What he realises in the library, a year since he's passed a volleyball, is that it was always just a club to him. It's more than that for Hinata and Kageyama, yes, but for Ennoshita, volleyball is not his life. It was only ever ten hours a week.

Ennoshita moves away. He does not move back.

Notes:

(See the end of the work for notes.)

Work Text:

It comes to Ennoshita in the cool of the library.

That’s literally cool: his desk is almost directly under an AC unit, which really doesn't need to be on this early in the year. It is keeping him awake though, which is useful because he’s supposed to be memorising forms of muscle tear, only his notes are accompanied by some pretty grim pictures so he’s been putting it off all evening. Letting himself get distracted (as if he'd be able to focus anyway, after earlier). Until suddenly, it’s ten at night. It’s the end of his first year at university. It’s almost exactly a year since he last passed a volleyball.

 

(The remaining members of Karasuno Boy’s Volleyball Club 2013-2014 come to wave them off at graduation, and Ennoshita is very calm and does not tear up, not even a little.

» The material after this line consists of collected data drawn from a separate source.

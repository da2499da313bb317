//! The broker: resolves a URI to the supplier that can serve it, and
//! drives conditional GET before any supplier runs.

use std::time::{Duration, UNIX_EPOCH};

use tracing::debug;

use crate::error::HttpError;
use crate::request::Request;
use crate::response::Response;
use crate::status;
use crate::vhost::Vhost;

/// Cached resolution: which supplier accepted a URI, an opaque
/// supplier-private handle, and the resource mtime (0 = not cacheable).
#[derive(Debug, Clone, PartialEq, Eq)]
pub struct SupMatch {
    pub sup: usize,
    pub handle: Option<usize>,
    pub mtime: u64,
}

/// A strategy that may recognise and serve URIs.
pub trait Supplier {
    fn name(&self) -> &'static str;

    /// Does this URI name a resource we can serve? Returns the private
    /// handle and the resource mtime.
    fn is_valid_uri(&self, vhost: Option<&Vhost>, uri: &str) -> Option<(Option<usize>, u64)>;

    fn serve(&self, rq: &mut Request, rs: &Response, m: &SupMatch) -> Result<(), HttpError>;

    /// True when a ≥400 status set by this supplier's handlers is an
    /// application answer rather than a broker-level failure.
    fn owns_error_statuses(&self) -> bool {
        true
    }
}

pub struct Broker {
    suppliers: Vec<Box<dyn Supplier>>,
}

impl Broker {
    pub fn new(suppliers: Vec<Box<dyn Supplier>>) -> Broker {
        Broker { suppliers }
    }

    /// Probe suppliers in registration order.
    pub fn is_valid_uri(&self, vhost: Option<&Vhost>, uri: &str) -> Option<SupMatch> {
        for (i, sup) in self.suppliers.iter().enumerate() {
            if let Some((handle, mtime)) = sup.is_valid_uri(vhost, uri) {
                return Some(SupMatch {
                    sup: i,
                    handle,
                    mtime,
                });
            }
        }
        None
    }

    /// Serve the resolved request; `Err(status)` asks the engine to
    /// emit an error page.
    pub fn serve(
        &self,
        vhost: Option<&Vhost>,
        rq: &mut Request,
        rs: &Response,
    ) -> Result<(), u16> {
        let m = match rq.sup_info().cloned() {
            Some(m) => m,
            None => {
                let file_name = rq.resolved_filename().unwrap_or("").to_owned();
                match self.is_valid_uri(vhost, &file_name) {
                    Some(m) => m,
                    None => {
                        rs.set_status(status::NOT_FOUND);
                        debug!(file = %file_name, "404, no supplier accepts");
                        return Err(status::NOT_FOUND);
                    }
                }
            }
        };

        // conditional GET: an If-Modified-Since at or past the resource
        // mtime short-circuits to a bodyless 304
        let ims = rq
            .if_modified_since()
            .and_then(|t| t.duration_since(UNIX_EPOCH).ok())
            .map(|d| d.as_secs());
        if let Some(ims) = ims {
            if m.mtime != 0 && ims >= m.mtime {
                rs.set_status(status::NOT_MODIFIED);
                rs.set_last_modified(UNIX_EPOCH + Duration::from_secs(m.mtime));
                if rs.print_header().is_err() {
                    return Err(status::INTERNAL_SERVER_ERROR);
                }
                return Ok(());
            }
        }

        let sup = &self.suppliers[m.sup];
        if let Err(e) = sup.serve(rq, rs, &m) {
            debug!(supplier = sup.name(), "serve failed: {e}");
            // protocol errors keep their status; anything else is a 404
            let st = match &e {
                HttpError::Request { status, .. } => *status,
                _ => status::NOT_FOUND,
            };
            rs.set_status(st);
            return Err(st);
        }

        let st = rs.status();
        if st == status::EXT_KEY_NEEDED {
            return Err(st);
        }
        if st >= 400 && !sup.owns_error_statuses() {
            return Err(st);
        }
        Ok(())
    }

    pub fn supplier_name(&self, idx: usize) -> Option<&'static str> {
        self.suppliers.get(idx).map(|s| s.name())
    }
}
//! A backend is one listening endpoint: protocol, address, serving
//! model and its limits, plus the HTTP engine that answers on it.

use std::cell::RefCell;
use std::net::TcpListener;
use std::rc::Rc;

use ember_core::config::Config;
use ember_core::klog::Klog;
use ember_http::dynpage::DynRoutes;
use ember_http::embfs::EmbFs;
use ember_http::http::{HttpEngine, TlsProvider};
use tracing::warn;

use crate::error::ServerError;

const DEFAULT_BACKEND_MAX_CHILD: usize = 32;
const DEFAULT_START_CHILD: usize = 3;
const DEFAULT_MAX_RQ_PER_CHILD: usize = 1024;

#[derive(Debug, Clone, Copy, PartialEq, Eq)]
pub enum ServerModel {
    Iterative,
    Fork,
    Prefork,
}

impl ServerModel {
    fn from_str(v: &str) -> Result<ServerModel, ServerError> {
        match v.to_ascii_lowercase().as_str() {
            "iterative" => Ok(ServerModel::Iterative),
            "fork" => Ok(ServerModel::Fork),
            "prefork" => Ok(ServerModel::Prefork),
            other => Err(ServerError::BadConfig(format!("unknown server model '{other}'"))),
        }
    }
}

pub struct Backend {
    pub id: i32,
    pub name: String,
    pub proto: String,
    pub addr: String,
    pub model: ServerModel,
    pub max_child: usize,
    pub start_child: usize,
    pub max_rq_per_child: usize,
    /// Workers still owed to this backend; the parent loop drains it.
    pub fork_child: usize,
    /// Live workers.
    pub nchild: usize,
    pub listener: Option<TcpListener>,
    pub klog: Option<Rc<RefCell<Klog>>>,
    pub engine: HttpEngine,
}

impl Backend {
    /// Build a backend from its named config subtree. `foreground`
    /// forces the iterative model regardless of configuration.
    pub fn from_config(
        name: &str,
        cfg: &Config,
        id: i32,
        embfs: Rc<EmbFs>,
        routes: Rc<DynRoutes>,
        tls: Option<Box<dyn TlsProvider>>,
        foreground: bool,
    ) -> Result<Backend, ServerError> {
        let proto = cfg
            .subkey_value("type")
            .ok_or_else(|| ServerError::BadConfig(format!("missing '{name}.type' value")))?
            .to_ascii_lowercase();
        if proto != "http" && proto != "https" {
            return Err(ServerError::BadConfig(format!("backend type '{proto}' not found")));
        }
        if proto == "https" && tls.is_none() {
            warn!(backend = name, "https backend without a TLS provider");
        }

        let addr = cfg
            .subkey_value("addr")
            .ok_or_else(|| ServerError::BadConfig(format!("missing or bad '{name}.addr' value")))?
            .to_owned();

        let mut model = match cfg.subkey_value("model") {
            Some(v) => ServerModel::from_str(v)?,
            None => ServerModel::Prefork,
        };
        if foreground {
            model = ServerModel::Iterative;
        }

        let mut max_child = DEFAULT_BACKEND_MAX_CHILD;
        let mut start_child = DEFAULT_START_CHILD;
        let mut max_rq_per_child = DEFAULT_MAX_RQ_PER_CHILD;
        match model {
            ServerModel::Fork => {
                max_child = cfg.subkey_value_i("fork.max_child", max_child as i64)? as usize;
            }
            ServerModel::Prefork => {
                max_child = cfg.subkey_value_i("prefork.max_child", max_child as i64)? as usize;
                start_child =
                    cfg.subkey_value_i("prefork.start_child", start_child as i64)? as usize;
                max_rq_per_child = cfg
                    .subkey_value_i("prefork.max_requests_per_child", max_rq_per_child as i64)?
                    as usize;
            }
            ServerModel::Iterative => {}
        }

        let klog = match cfg.child("log") {
            Some(lc) => match Klog::open_from_config(lc) {
                Ok(k) => Some(Rc::new(RefCell::new(k))),
                Err(e) => {
                    warn!(backend = name, "cannot open backend log: {e}");
                    None
                }
            },
            None => None,
        };

        let engine = HttpEngine::new(cfg.clone(), embfs, routes, tls)?;

        Ok(Backend {
            id,
            name: name.to_owned(),
            proto,
            addr,
            model,
            max_child,
            start_child,
            max_rq_per_child,
            fork_child: if model == ServerModel::Prefork { start_child } else { 0 },
            nchild: 0,
            listener: None,
            klog,
            engine,
        })
    }

    pub fn listen(&mut self) -> Result<(), ServerError> {
        let listener = TcpListener::bind(&self.addr).map_err(|e| {
            ServerError::BadConfig(format!("cannot bind {} ({}): {e}", self.name, self.addr))
        })?;
        self.listener = Some(listener);
        Ok(())
    }
}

And of course a volleyball appears. Ennoshita has wondered many times whether his kohai would fade away, or melt, or combust, if they stop thinking about volleyball for five seconds. Not if they would cease to exist, because that’s a given, just which form of destruction would occur. Hm. He’s going to miss them so much.

They end up in a circle, passing the ball around in something impressively close to silence. It’s just for a couple of minutes, until Narita’s parents come to find him, and then the group dissolves under spring afternoon light. Ennoshita ends up with the ball, so he meaningfully hands it to Yamaguchi, from whom it is promptly stolen by Hinata. And that’s it. No more volleyball.)

 

What he realises in the library is this: not playing volleyball is okay. 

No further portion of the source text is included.